There is an ugly unethical side of most of the fashion industry we shouldn’t ignore especially because as consumers & global citizens we have a lot of power over the shops that produce the clothes that we wear. As buyers of clothes on the high street, we have the power to put pressure on those brands to change their practices and stop putting profit before wages and welfare.The Bangladesh factory disaster must surely stir us to say that we won’t stand for sweatshops existing in the 21st Century.
Our small, provocative Mini Protest Banners can help us reflect on this issue of sweatshops and what we can do as an individual (consumer, voter etc) and by hanging your banner in public you can engage others in fighting for a world without sweatshops & supporting War on Want’s www.lovefashionhatesweatshops.org campaign.

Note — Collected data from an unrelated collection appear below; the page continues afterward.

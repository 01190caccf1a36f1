pub mod app;
pub mod meter;
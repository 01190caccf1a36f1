pub mod content;
pub mod engine;
pub mod llm_client;
pub mod prompt_builder;
pub mod protocol;
pub mod resolver;
pub mod session;
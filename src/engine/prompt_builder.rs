use crate::config::RulesConfig;
use crate::model::character::Character;
use crate::model::mission::Mission;

/// Builds the prompts sent to the LLM.
/// Only formats text: no parsing, no networking, no game rules.
pub struct PromptBuilder<'a> {
    rules: &'a RulesConfig,
}

const MISSION_SCHEMA: &str = r#"{
  "id": string,
  "title": string,
  "description": string,
  "difficulty": "Easy" | "Medium" | "Hard" | "Extreme",
  "reward": number (reputation gained, 5-60),
  "risk": number (0-100),
  "type": "PRANK" | "STEALTH" | "SABOTAGE"
}"#;

const SCENARIO_SCHEMA: &str = r#"{
  "scenario": string (what Pak Yono says or does),
  "options": [
    {
      "text": string (what the player does),
      "risk": number (0-100, suspicion raised if it goes wrong),
      "successChance": number (0-100),
      "outcome": string (what happens next),
      "aggressive": boolean (true if the player picks a fight)
    }
  ]
}"#;

impl<'a> PromptBuilder<'a> {
    pub fn new(rules: &'a RulesConfig) -> Self {
        Self { rules }
    }

    pub fn system_prompt(&self) -> String {
        let mut prompt = String::new();
        prompt.push_str(
            "You are the game master of \"Murid Bandel 2\", a comedic prank game set in an \
Indonesian high school.\n\
The antagonist is Pak Yono, the strictest and most feared teacher in the school.\n\n\
Rules:\n\
- Keep everything playful and school-appropriate: pranks, sneaking, sabotage of lessons.\n\
- Write the story text in casual Indonesian.\n\
- Respond with ONE JSON object only. No markdown, no commentary.\n\
- Use exactly the keys of the schema you are given.\n",
        );
        prompt
    }

    pub fn mission_prompt(&self, character: &Character, player_name: &str, turn_count: u32) -> String {
        let mut prompt = String::new();

        if turn_count >= self.rules.climax_threshold {
            prompt.push_str(&format!(
                "Create the FINAL mission for {} ({}), who wants to cause the biggest chaos the \
school has ever seen. The main target is trapping Pak Yono himself. The title must be dramatic.\n",
                character.name, player_name
            ));
        } else {
            prompt.push_str(&format!(
                "Create a school prank mission for {} ({}). {}\n\
This is mission number {}. It should be fun and involve other teachers before the player \
eventually faces Pak Yono.\n",
                character.name,
                player_name,
                character.description,
                turn_count + 1
            ));
        }

        push_schema(&mut prompt, MISSION_SCHEMA);
        prompt
    }

    pub fn scenario_prompt(
        &self,
        character: &Character,
        player_name: &str,
        mission: &Mission,
        suspicion: f64,
        turn_count: u32,
    ) -> String {
        let mut prompt = String::new();

        prompt.push_str(&format!(
            "{} (real name: {}) is carrying out the mission \"{}\": {}\n",
            character.name, player_name, mission.title, mission.description
        ));

        if suspicion > self.rules.high_suspicion_threshold {
            prompt.push_str("Suddenly Pak Yono catches them red-handed, face red with anger, shouting!\n");
        } else {
            prompt.push_str("Pak Yono is patrolling the hallway with his wooden ruler.\n");
        }

        prompt.push_str(
            "Write a scenario in which Pak Yono questions or accuses the player in a fierce tone.\n\
Give exactly 3 answer options.\n",
        );

        if turn_count >= self.rules.climax_threshold {
            prompt.push_str(
                "This is the final mission: one option MUST start a fight with Pak Yono that \
risks getting the player expelled. Mark it with \"aggressive\": true.\n",
            );
        } else {
            prompt.push_str("Set \"aggressive\": true on any option where the player picks a fight.\n");
        }

        push_schema(&mut prompt, SCENARIO_SCHEMA);
        prompt
    }
}

fn push_schema(prompt: &mut String, schema: &str) {
    prompt.push_str("\nRespond with JSON matching this schema:\n");
    prompt.push_str(schema);
    prompt.push('\n');
}

#[cfg(test)]
mod tests {
    use super::*;
    use crate::model::mission::{Category, Difficulty};

    fn mission() -> Mission {
        Mission {
            id: "m".into(),
            title: "Frog in the Drawer".into(),
            description: "Hide a frog in the science lab.".into(),
            difficulty: Difficulty::Easy,
            reward: 10.0,
            risk: 20.0,
            category: Category::Prank,
        }
    }

    #[test]
    fn mission_prompt_switches_at_climax() {
        let rules = RulesConfig::default();
        let builder = PromptBuilder::new(&rules);
        let character = Character::find("ojan").unwrap();

        let early = builder.mission_prompt(character, "Dodi", 2);
        assert!(early.contains("mission number 3"));
        assert!(!early.contains("FINAL"));

        let late = builder.mission_prompt(character, "Dodi", 5);
        assert!(late.contains("FINAL"));
        assert!(late.contains("\"type\""));
    }

    #[test]
    fn scenario_prompt_reacts_to_suspicion() {
        let rules = RulesConfig::default();
        let builder = PromptBuilder::new(&rules);
        let character = Character::find("imam").unwrap();

        let calm = builder.scenario_prompt(character, "Dodi", &mission(), 70.0, 0);
        assert!(calm.contains("patrolling"));
        assert!(calm.contains("Frog in the Drawer"));

        let caught = builder.scenario_prompt(character, "Dodi", &mission(), 71.0, 0);
        assert!(caught.contains("red-handed"));
    }

    #[test]
    fn climax_scenario_demands_a_fight_option() {
        let rules = RulesConfig::default();
        let builder = PromptBuilder::new(&rules);
        let character = Character::find("budi").unwrap();

        let prompt = builder.scenario_prompt(character, "Dodi", &mission(), 10.0, 6);
        assert!(prompt.contains("MUST start a fight"));
        assert!(prompt.contains("successChance"));
    }
}
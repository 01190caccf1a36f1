use crate::engine::session::SessionView;

pub enum EngineCommand {
    StartGame {
        player_name: String,
        character_id: String,
    },
    StartMission,
    Choose(usize),
    Restart,
    Shutdown,
}

pub enum EngineResponse {
    /// The generator is being called; block mission starts until the next snapshot.
    Busy,

    Snapshot(SessionView),

    /// A command was refused or failed. The snapshot that follows is authoritative.
    Rejected(String),
}
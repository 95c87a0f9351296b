//! Terrain types and their static modifier table.
//!
//! Every [`TerrainType`] maps to exactly one [`TerrainStats`] row. The table is
//! a `const` match, so it is immutable and needs no loading step.

use serde::{Deserialize, Serialize};
use std::fmt;

/// Static properties of a terrain type.
#[derive(Debug, Clone, Copy, PartialEq, Eq, Serialize, Deserialize)]
pub struct TerrainStats {
    /// Cost to enter the cell. `None` means the cell can never be entered.
    pub movement_cost: Option<u32>,
    /// Percentage applied to damage taken by a fighter standing here.
    /// Positive values mean better protection.
    pub defense_modifier_percent: i32,
    /// Percentage applied to damage dealt by a fighter standing here.
    pub attack_modifier_percent: i32,
    /// Whether the cell interrupts line of sight.
    pub blocks_line_of_sight: bool,
}

/// Terrain of a single grid cell.
#[derive(Debug, Clone, Copy, PartialEq, Eq, Hash, Default, Serialize, Deserialize)]
pub enum TerrainType {
    /// Open ground, no modifiers.
    #[default]
    Normal,
    /// Same as normal ground.
    Grass,
    /// Dense trees: slow, protective, blocks sight.
    Forest,
    /// Shallow water: very slow, exposed. Fighters here count as wet.
    Water,
    /// Sticky mud.
    Mud,
    /// Rocky outcrop.
    Rock,
    /// Elevated position, strong attack and defense bonus.
    HighGround,
    /// Depression, weak position.
    LowGround,
    /// Solid wall, impassable, blocks sight.
    Wall,
    /// Chasm, impassable, blocks sight.
    Pit,
}

impl TerrainType {
    /// All terrain types in declaration order.
    pub const ALL: [TerrainType; 10] = [
        Self::Normal,
        Self::Grass,
        Self::Forest,
        Self::Water,
        Self::Mud,
        Self::Rock,
        Self::HighGround,
        Self::LowGround,
        Self::Wall,
        Self::Pit,
    ];

    /// Returns the modifier row for this terrain.
    #[must_use]
    pub const fn stats(self) -> TerrainStats {
        match self {
            Self::Normal | Self::Grass => row(Some(1), 0, 0, false),
            Self::Forest => row(Some(2), 15, -10, true),
            Self::Water => row(Some(3), -10, -15, false),
            Self::Mud => row(Some(2), -5, -10, false),
            Self::Rock => row(Some(1), 10, 5, false),
            Self::HighGround => row(Some(1), 20, 25, false),
            Self::LowGround => row(Some(1), -15, -10, false),
            Self::Wall | Self::Pit => row(None, 0, 0, true),
        }
    }

    /// Movement cost to enter, `None` for impassable terrain.
    #[must_use]
    pub const fn movement_cost(self) -> Option<u32> {
        self.stats().movement_cost
    }

    /// True for terrain no fighter can ever occupy.
    #[must_use]
    pub const fn is_impassable(self) -> bool {
        self.stats().movement_cost.is_none()
    }

    /// True if this terrain interrupts line of sight.
    #[must_use]
    pub const fn blocks_line_of_sight(self) -> bool {
        self.stats().blocks_line_of_sight
    }

    /// True if fighters standing here count as wet for effect interactions.
    #[must_use]
    pub const fn is_wet(self) -> bool {
        matches!(self, Self::Water)
    }

    /// Layout character used by [`Grid::from_rows`](super::Grid::from_rows).
    #[must_use]
    pub const fn symbol(self) -> char {
        match self {
            Self::Normal => '.',
            Self::Grass => ',',
            Self::Forest => 'F',
            Self::Water => '~',
            Self::Mud => 'm',
            Self::Rock => 'r',
            Self::HighGround => '^',
            Self::LowGround => 'v',
            Self::Wall => '#',
            Self::Pit => 'O',
        }
    }

    /// Parses a layout character.
    #[must_use]
    pub fn from_symbol(symbol: char) -> Option<Self> {
        Self::ALL.into_iter().find(|t| t.symbol() == symbol)
    }
}

const fn row(
    movement_cost: Option<u32>,
    defense_modifier_percent: i32,
    attack_modifier_percent: i32,
    blocks_line_of_sight: bool,
) -> TerrainStats {
    TerrainStats {
        movement_cost,
        defense_modifier_percent,
        attack_modifier_percent,
        blocks_line_of_sight,
    }
}

impl fmt::Display for TerrainType {
    fn fmt(&self, f: &mut fmt::Formatter<'_>) -> fmt::Result {
        let name = match self {
            Self::Normal => "Normal",
            Self::Grass => "Grass",
            Self::Forest => "Forest",
            Self::Water => "Water",
            Self::Mud => "Mud",
            Self::Rock => "Rock",
            Self::HighGround => "High Ground",
            Self::LowGround => "Low Ground",
            Self::Wall => "Wall",
            Self::Pit => "Pit",
        };
        f.write_str(name)
    }
}

#[cfg(test)]
mod tests {
    use super::*;

    #[test]
    fn table_matches_published_values() {
        assert_eq!(TerrainType::Normal.stats(), TerrainType::Grass.stats());
        assert_eq!(TerrainType::Forest.stats(), row(Some(2), 15, -10, true));
        assert_eq!(TerrainType::Water.stats(), row(Some(3), -10, -15, false));
        assert_eq!(TerrainType::Mud.stats(), row(Some(2), -5, -10, false));
        assert_eq!(TerrainType::Rock.stats(), row(Some(1), 10, 5, false));
        assert_eq!(TerrainType::HighGround.stats(), row(Some(1), 20, 25, false));
        assert_eq!(TerrainType::LowGround.stats(), row(Some(1), -15, -10, false));
    }

    #[test]
    fn wall_and_pit_are_impassable_and_opaque() {
        for terrain in [TerrainType::Wall, TerrainType::Pit] {
            assert!(terrain.is_impassable());
            assert!(terrain.blocks_line_of_sight());
            assert_eq!(terrain.movement_cost(), None);
        }
    }

    #[test]
    fn symbols_are_unique_and_parse_back() {
        for terrain in TerrainType::ALL {
            assert_eq!(TerrainType::from_symbol(terrain.symbol()), Some(terrain));
        }
        assert_eq!(TerrainType::from_symbol('x'), None);
    }
}
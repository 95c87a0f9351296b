//! Error taxonomy for the resolver.
//!
//! Three families, with different recovery policies:
//!
//! - [`GridError`] and [`ActionError`]: illegal input. The intent is rejected,
//!   nothing is mutated, and the caller may submit a corrected intent.
//! - [`InvariantViolation`]: a core logic defect detected at runtime. Resolution
//!   of the battle is aborted.
//! - [`SetupError`]: the initial roster, grid, or configuration is unusable.
//!
//! [`BattleError`] is what the turn resolver returns and wraps all of them
//! together with state-machine misuse.

use serde::{Deserialize, Serialize};
use thiserror::Error;

use crate::battle::Phase;
use crate::effects::EffectKind;
use crate::fighter::{FighterId, ItemKind};
use crate::grid::GridPos;

/// Grid contract violations.
#[derive(Debug, Clone, Copy, PartialEq, Eq, Error, Serialize, Deserialize)]
pub enum GridError {
    /// Coordinate outside the 0..=4 range on either axis.
    #[error("cell ({}, {}) is outside the grid", .0.x, .0.y)]
    OutOfBounds(GridPos),

    /// Destination unreachable, impassable, occupied, or too expensive.
    #[error("illegal move from ({}, {}) to ({}, {}): {reason}", .from.x, .from.y, .to.x, .to.y)]
    IllegalMove {
        /// Start cell.
        from: GridPos,
        /// Requested destination.
        to: GridPos,
        /// Why the move was refused.
        reason: MoveRefusal,
    },
}

/// Reason attached to [`GridError::IllegalMove`].
#[derive(Debug, Clone, Copy, PartialEq, Eq, Serialize, Deserialize)]
pub enum MoveRefusal {
    /// Wall or pit.
    Impassable,
    /// Another fighter stands there.
    Occupied,
    /// No walkable path exists.
    Unreachable,
    /// Cheapest path costs more than the remaining budget.
    OverBudget {
        /// Cheapest path cost.
        cost: u32,
        /// Budget available this turn.
        budget: u32,
    },
    /// The source cell holds no fighter.
    NoOccupant,
}

impl std::fmt::Display for MoveRefusal {
    fn fmt(&self, f: &mut std::fmt::Formatter<'_>) -> std::fmt::Result {
        match self {
            Self::Impassable => f.write_str("destination is impassable"),
            Self::Occupied => f.write_str("destination is occupied"),
            Self::Unreachable => f.write_str("no path to destination"),
            Self::OverBudget { cost, budget } => {
                write!(f, "path costs {cost} but only {budget} movement remains")
            }
            Self::NoOccupant => f.write_str("nobody stands on the source cell"),
        }
    }
}

/// Validation failure for an [`ActionIntent`](crate::battle::ActionIntent).
///
/// Returned before any state is touched.
#[derive(Debug, Clone, PartialEq, Eq, Error, Serialize, Deserialize)]
pub enum ActionError {
    /// No fighter with this id takes part in the battle.
    #[error("unknown fighter {0}")]
    UnknownFighter(FighterId),

    /// The actor has been defeated.
    #[error("fighter {0} is defeated")]
    ActorDefeated(FighterId),

    /// A crowd-control effect prevents any action.
    #[error("fighter {actor} cannot act while affected by {effect}")]
    Incapacitated {
        /// Blocked fighter.
        actor: FighterId,
        /// Blocking effect.
        effect: EffectKind,
    },

    /// Skills are blocked (Silence).
    #[error("fighter {0} is silenced")]
    Silenced(FighterId),

    /// The target is defeated.
    #[error("target {0} is already defeated")]
    TargetDefeated(FighterId),

    /// The target is not acceptable for this action (wrong side, wrong kind).
    #[error("invalid target for this action")]
    InvalidTarget,

    /// Target farther than the action's range.
    #[error("target at distance {distance} is out of range {range}")]
    OutOfRange {
        /// Chebyshev distance to the target.
        distance: u32,
        /// Allowed range.
        range: u32,
    },

    /// A blocking cell lies between actor and target.
    #[error("no line of sight to target")]
    NoLineOfSight,

    /// Skill costs more mana than available.
    #[error("insufficient mana: need {required}, have {available}")]
    InsufficientMana {
        /// Cost after modifiers.
        required: u32,
        /// Current mana.
        available: u32,
    },

    /// Skill index does not exist for the actor's class.
    #[error("unknown skill index {0}")]
    UnknownSkill(usize),

    /// The actor carries none of this item.
    #[error("no {0} left")]
    ItemUnavailable(ItemKind),

    /// Movement rejected by the grid.
    #[error(transparent)]
    Grid(#[from] GridError),
}

/// A serialized skill name that matches no skill.
#[derive(Debug, Clone, PartialEq, Eq, Error)]
#[error("unknown skill '{0}'")]
pub struct UnknownSkillName(pub String);

/// Internal consistency failure. Unreachable through the public contract.
#[derive(Debug, Clone, PartialEq, Eq, Error, Serialize, Deserialize)]
pub enum InvariantViolation {
    /// Health left `[0, max]`.
    #[error("fighter {fighter} health {health} outside [0, {max}]")]
    HealthOutOfRange {
        /// Offending fighter.
        fighter: FighterId,
        /// Observed health.
        health: u32,
        /// Maximum health.
        max: u32,
    },

    /// Mana left `[0, max]`.
    #[error("fighter {fighter} mana {mana} outside [0, {max}]")]
    ManaOutOfRange {
        /// Offending fighter.
        fighter: FighterId,
        /// Observed mana.
        mana: u32,
        /// Maximum mana.
        max: u32,
    },

    /// Two fighters claimed one cell.
    #[error("cell ({}, {}) already holds fighter {occupant}", .cell.x, .cell.y)]
    DoubleOccupancy {
        /// Contested cell.
        cell: GridPos,
        /// Fighter already there.
        occupant: FighterId,
    },

    /// A stackable effect exceeded its cap.
    #[error("fighter {fighter} carries {stacks} stacks of {kind} (cap {cap})")]
    StackCapExceeded {
        /// Offending fighter.
        fighter: FighterId,
        /// Effect kind.
        kind: EffectKind,
        /// Observed stacks.
        stacks: u32,
        /// Documented cap.
        cap: u32,
    },

    /// Fighter position and grid occupancy disagree.
    #[error("fighter {fighter} is not recorded at ({}, {})", .position.x, .position.y)]
    PositionDesync {
        /// Offending fighter.
        fighter: FighterId,
        /// Position stored on the fighter.
        position: GridPos,
    },
}

/// Problems with the initial battle description.
#[derive(Debug, Error)]
pub enum SetupError {
    /// Preset name not recognised.
    #[error("unknown grid preset '{0}'")]
    UnknownPreset(String),

    /// Layout is not 5 rows of 5 known symbols.
    #[error("invalid grid layout: {0}")]
    InvalidLayout(String),

    /// Fewer than two fighters, or only one side represented.
    #[error("a battle needs fighters on both sides")]
    OneSided,

    /// Two fighters share an id.
    #[error("duplicate fighter id {0}")]
    DuplicateFighter(FighterId),

    /// Start cell is off-grid, impassable, or taken.
    #[error("fighter {fighter} cannot start there: {source}")]
    Placement {
        /// Fighter being placed.
        fighter: FighterId,
        /// Underlying grid error.
        source: GridError,
    },

    /// Start cell already holds another fighter.
    #[error(transparent)]
    Invariant(#[from] InvariantViolation),

    /// Configuration could not be parsed.
    #[error("configuration error: {0}")]
    Config(#[from] serde_json::Error),
}

/// Errors surfaced by the turn resolver.
#[derive(Debug, Clone, PartialEq, Eq, Error)]
pub enum BattleError {
    /// The intent failed validation.
    #[error(transparent)]
    Action(#[from] ActionError),

    /// Core defect; the battle has been aborted.
    #[error("battle aborted: {0}")]
    Invariant(#[from] InvariantViolation),

    /// The battle has reached `Terminal`.
    #[error("battle is over")]
    BattleOver,

    /// Operation not allowed in the current phase.
    #[error("operation not allowed in phase {0:?}")]
    WrongPhase(Phase),

    /// The fighter may not act this round (defeated or stunned).
    #[error("fighter {0} is not eligible to act this round")]
    NotEligible(FighterId),

    /// The fighter already has an intent queued this round.
    #[error("fighter {0} already submitted an intent this round")]
    AlreadySubmitted(FighterId),

    /// Eligible fighters still owe an intent.
    #[error("waiting for intents from {0:?}")]
    IntentsPending(Vec<FighterId>),
}

/// Convenience alias for resolver results.
pub type Result<T, E = BattleError> = std::result::Result<T, E>;

#[cfg(test)]
mod tests {
    use super::*;

    #[test]
    fn grid_errors_render_coordinates() {
        let err = GridError::OutOfBounds(GridPos::new(5, -1));
        assert_eq!(err.to_string(), "cell (5, -1) is outside the grid");

        let err = GridError::IllegalMove {
            from: GridPos::new(0, 0),
            to: GridPos::new(2, 0),
            reason: MoveRefusal::OverBudget { cost: 4, budget: 3 },
        };
        assert!(err.to_string().contains("path costs 4 but only 3"));
    }

    #[test]
    fn grid_error_converts_into_action_error() {
        let err: ActionError = GridError::OutOfBounds(GridPos::new(9, 9)).into();
        assert!(matches!(err, ActionError::Grid(GridError::OutOfBounds(_))));
    }

    #[test]
    fn action_errors_are_serializable() {
        let err = ActionError::InsufficientMana {
            required: 20,
            available: 5,
        };
        let json = serde_json::to_string(&err).unwrap();
        let back: ActionError = serde_json::from_str(&json).unwrap();
        assert_eq!(err, back);
    }
}
//! Battle configuration and setup.
//!
//! [`BattleConfig`] holds the tunable numbers of the resolver; every field has
//! a default so a partial JSON document is enough. [`BattleSetup`] bundles a
//! config with a grid description and the starting roster.
//!
//! # Example
//!
//! ```
//! use tactica_core::config::{BattleConfig, BattleSetup, GridSpec};
//!
//! let config = BattleConfig::from_json(r#"{ "seed": 7, "flank_bonus_percent": 20 }"#).unwrap();
//! assert_eq!(config.seed, 7);
//! assert_eq!(config.flank_bonus_percent, 20);
//! assert_eq!(config.shatter_bonus, 30);
//!
//! let setup = BattleSetup::from_json(r#"{
//!     "grid": { "preset": "Mountain Pass" },
//!     "fighters": []
//! }"#).unwrap();
//! assert_eq!(setup.grid, GridSpec::Preset("Mountain Pass".into()));
//! ```

use serde::{Deserialize, Serialize};

use crate::effects::interaction::{SHATTER_BONUS, SHATTER_THRESHOLD};
use crate::error::SetupError;
use crate::fighter::FighterSpec;
use crate::grid::Grid;

/// Tunable resolver parameters.
#[derive(Debug, Clone, PartialEq, Eq, Serialize, Deserialize)]
#[serde(default)]
pub struct BattleConfig {
    /// Seed of the battle RNG (critical hits).
    pub seed: u64,
    /// Minimum hit that shatters a Frozen target.
    pub shatter_threshold: u32,
    /// Damage added by a shatter.
    pub shatter_bonus: u32,
    /// Damage bonus for flanking, in percent.
    pub flank_bonus_percent: u32,
    /// Damage removed by Defend, in percent.
    pub defend_reduction_percent: u32,
    /// Movement points before class and effect modifiers.
    pub base_movement: u32,
    /// Mana every living fighter regains at the end of a round.
    pub mana_regen_per_round: u32,
    /// Rounds after which the battle ends in a draw; `None` for no limit.
    pub max_rounds: Option<u32>,
}

impl Default for BattleConfig {
    fn default() -> Self {
        Self {
            seed: 0,
            shatter_threshold: SHATTER_THRESHOLD,
            shatter_bonus: SHATTER_BONUS,
            flank_bonus_percent: 15,
            defend_reduction_percent: 50,
            base_movement: 3,
            mana_regen_per_round: 5,
            max_rounds: Some(100),
        }
    }
}

impl BattleConfig {
    /// Default configuration with the given seed.
    #[must_use]
    pub fn with_seed(seed: u64) -> Self {
        Self {
            seed,
            ..Self::default()
        }
    }

    /// Parses a JSON document; missing fields take their defaults.
    ///
    /// # Errors
    ///
    /// [`SetupError::Config`] for malformed JSON or wrongly typed fields.
    pub fn from_json(json: &str) -> Result<Self, SetupError> {
        Ok(serde_json::from_str(json)?)
    }
}

/// How the grid is described in a setup.
#[derive(Debug, Clone, PartialEq, Eq, Serialize, Deserialize)]
#[serde(rename_all = "snake_case")]
pub enum GridSpec {
    /// A named preset, case-insensitive.
    Preset(String),
    /// Five rows of five terrain symbols.
    Layout(Vec<String>),
}

impl Default for GridSpec {
    fn default() -> Self {
        Self::Preset("Training Grounds".to_string())
    }
}

impl GridSpec {
    /// Builds the described grid.
    ///
    /// # Errors
    ///
    /// [`SetupError::UnknownPreset`] or [`SetupError::InvalidLayout`].
    pub fn build(&self) -> Result<Grid, SetupError> {
        match self {
            Self::Preset(name) => Grid::preset(name),
            Self::Layout(rows) => Grid::from_rows(rows.as_slice()),
        }
    }
}

/// Everything needed to start a battle.
#[derive(Debug, Clone, Default, PartialEq, Eq, Serialize, Deserialize)]
pub struct BattleSetup {
    /// Resolver parameters.
    #[serde(default)]
    pub config: BattleConfig,
    /// Terrain.
    #[serde(default)]
    pub grid: GridSpec,
    /// Starting roster.
    pub fighters: Vec<FighterSpec>,
}

impl BattleSetup {
    /// Setup on the default grid with the default config.
    #[must_use]
    pub fn new(fighters: Vec<FighterSpec>) -> Self {
        Self {
            fighters,
            ..Self::default()
        }
    }

    /// Replaces the config.
    #[must_use]
    pub fn with_config(mut self, config: BattleConfig) -> Self {
        self.config = config;
        self
    }

    /// Replaces the grid description.
    #[must_use]
    pub fn with_grid(mut self, grid: GridSpec) -> Self {
        self.grid = grid;
        self
    }

    /// Parses a JSON setup document.
    ///
    /// # Errors
    ///
    /// [`SetupError::Config`] for malformed JSON.
    pub fn from_json(json: &str) -> Result<Self, SetupError> {
        Ok(serde_json::from_str(json)?)
    }
}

So come and join us, craft author Perri Lewis, craft bloggers such as Tilly & the Buttons, WI groups such as Manchester WI, Borough Belles & Shoreditch Sisters, craft and craftivist groups around the world (including craftivists in Melbourne, LA, Berlin, Toronto, Glasgow…!) and others to support War on Want this summer in the lead up to & around the time of London Fashion Week and help us create a patchwork of photographs where people have put up their banners somewhere in the world. The patchwork of photographs will be displayed at the Knitting and Stitching Show‘s Upcycling Academy in London in Autumn 2013. We need your photos of your banners in by 1st October please.

It’s wrong to think that we don’t have any power to change this ugly side of fashion. Please join us in celebrating our love of fashion and fighting for an industry without any ugly side, with no sweatshops. Wouldn’t it be brilliant if LFW 2014 was a show of only sweatshop-free clothes? Let’s fight together for that reality one stitch at a time!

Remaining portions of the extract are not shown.